Enter Alex Murphy (Joel Kinnaman), a good cop in a bad city determined to hunt down the corruption within the force and the drugs on the streets. When he becomes the victim of a car bomb OmniCorp steps in to save his life but only with the help of robotics expert Dr. Dennet Norton (Gary Oldman) who turns Alex into RoboCop. But is he man or machine? That last point is key to this RoboCop and it seems, unfortunately, the filmmakers aren’t entirely sure either.

On the one hand RoboMurphy has emotions, he’s driven to do things outside of his directives but on the other he can be overridden and programmed like a robot. It’s hinted that this is the point, with Robo’s name being ‘Tin Man’ but it often feels like no definite answer is ever offered up. Furthermore, many of the characters seem to have been polarized in multiple re-drafts. Oldman’s Dennet, a man who prides himself on bringing emotion to his robotics work, refuses to be any part of the Robo program but once he’s in he seems only too content to ‘wipe’ Robo’s memory in order to get him to follow orders.
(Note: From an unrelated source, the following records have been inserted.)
//! Integration tests for gatekeeper-core infrastructure

use gatekeeper_core::{
    config_error, init_logging, run_cancellable, storage_error, validation_error, Action,
    CancelToken, ErrorContext, GatekeeperConfig, GatekeeperError, Group, LogFormat,
    LoggingConfig, Permission, Resource, Role, User,
};

#[tokio::test]
async fn test_error_handling() {
    let error = config_error!("Invalid config", "test_component");

    match &error {
        GatekeeperError::Config {
            message, context, ..
        } => {
            assert_eq!(message, "Invalid config");
            assert_eq!(context.component, "test_component");
            assert_eq!(context.recovery_suggestions.len(), 2);
        }
        _ => panic!("Expected Config error"),
    }

    // Logging an error must never panic, subscriber or not
    error.log();
    storage_error!("locked", "session").log();
    validation_error!("empty", "name", "drafts").log();

    let auth = GatekeeperError::Authentication {
        message: "jwt expired".to_string(),
        context: ErrorContext::new("transport"),
    };
    assert!(auth.is_authentication_failure());
    assert_eq!(auth.status(), Some(401));
    assert_eq!(auth.user_message(), "jwt expired");
}

#[tokio::test]
async fn test_logging_initialization() {
    let config = LoggingConfig {
        level: "debug".to_string(),
        format: LogFormat::Compact,
        filter_directives: vec!["gatekeeper_core=debug".to_string()],
        ..LoggingConfig::default()
    };

    // The global subscriber can only be installed once per process, so a second
    // call has to report an error instead of panicking.
    let first = init_logging(&config);
    let second = init_logging(&config);
    assert!(first.is_ok() || second.is_err());
    assert!(second.is_err());
}

#[tokio::test]
async fn test_cancellation_is_observable_by_every_clone() {
    let view_token = CancelToken::new();
    let request_token = view_token.clone();

    view_token.cancel();

    let result = run_cancellable(async { Ok::<_, GatekeeperError>(()) }, &request_token, "fetch")
        .await;
    assert!(matches!(result, Err(GatekeeperError::Cancelled { operation }) if operation == "fetch"));
}

#[test]
fn test_resource_routes() {
    assert_eq!(User::PATH, "/api/users");
    assert_eq!(Group::item_path(4), "/api/groups/4");
    assert_eq!(Role::COLLECTION, "roles");
    assert_eq!(Permission::MODULE, "Permissions");
}

#[test]
fn test_permission_entity_wire_format() {
    let permission: Permission = serde_json::from_str(
        r#"{"id":5,"action":"update","module_id":2,"module":{"id":2,"name":"Users"}}"#,
    )
    .expect("permission parses");

    assert_eq!(permission.action, Action::Update);
    assert_eq!(permission.module_name(), Some("Users"));

    let json = serde_json::to_value(&permission).expect("permission serializes");
    assert_eq!(json["action"], "update");
    assert!(json.get("created_at").is_none());
}

#[test]
fn test_default_config_round_trips_through_toml() {
    let config = GatekeeperConfig::default();
    let text = toml::to_string_pretty(&config).expect("serializes");
    let parsed = GatekeeperConfig::from_toml_str(&text).expect("parses");
    assert_eq!(parsed, config);
}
Despite this there are many interesting and good ideas on offer. The concept of man vs. machine, the idea of whether droids are a moral way of engaging in warfare all play key parts in the updated, rather than upgraded, RoboCop. Throw in some kinetic action sequences, deftly executed by director José Padilha, some visual flourishes, the remnants of Murphy being just a set of lungs, a head and an arm being a particularly memorable one, and RoboCop certainly has a degree of appeal to it.

Of course given the emergence of the superhero genre as the guiding light by which studio execs are now driven, RoboCop feels distinctly like a superhero origin story. Alex’s alter ego is RoboCop but he still has his wife and child back home as he learns to harness and then utilise his huge powers. Unlike his clunky ‘80s predecessor this Robo is super-fast, strong and agile. He can leap great distances in a single bound, is the quickest draw in Detroit and he’s even assembled by an Iron Man like gizmo. It’s the kind of material that Verhoeven would have had a field day with, but movies like the original RoboCop simply aren’t made anymore.

Like its protagonist RoboCop is confused as to what it wants to be, paling in comparison to the original film it often lacks in heart but just about has enough ideas to maintain the minimal of interest.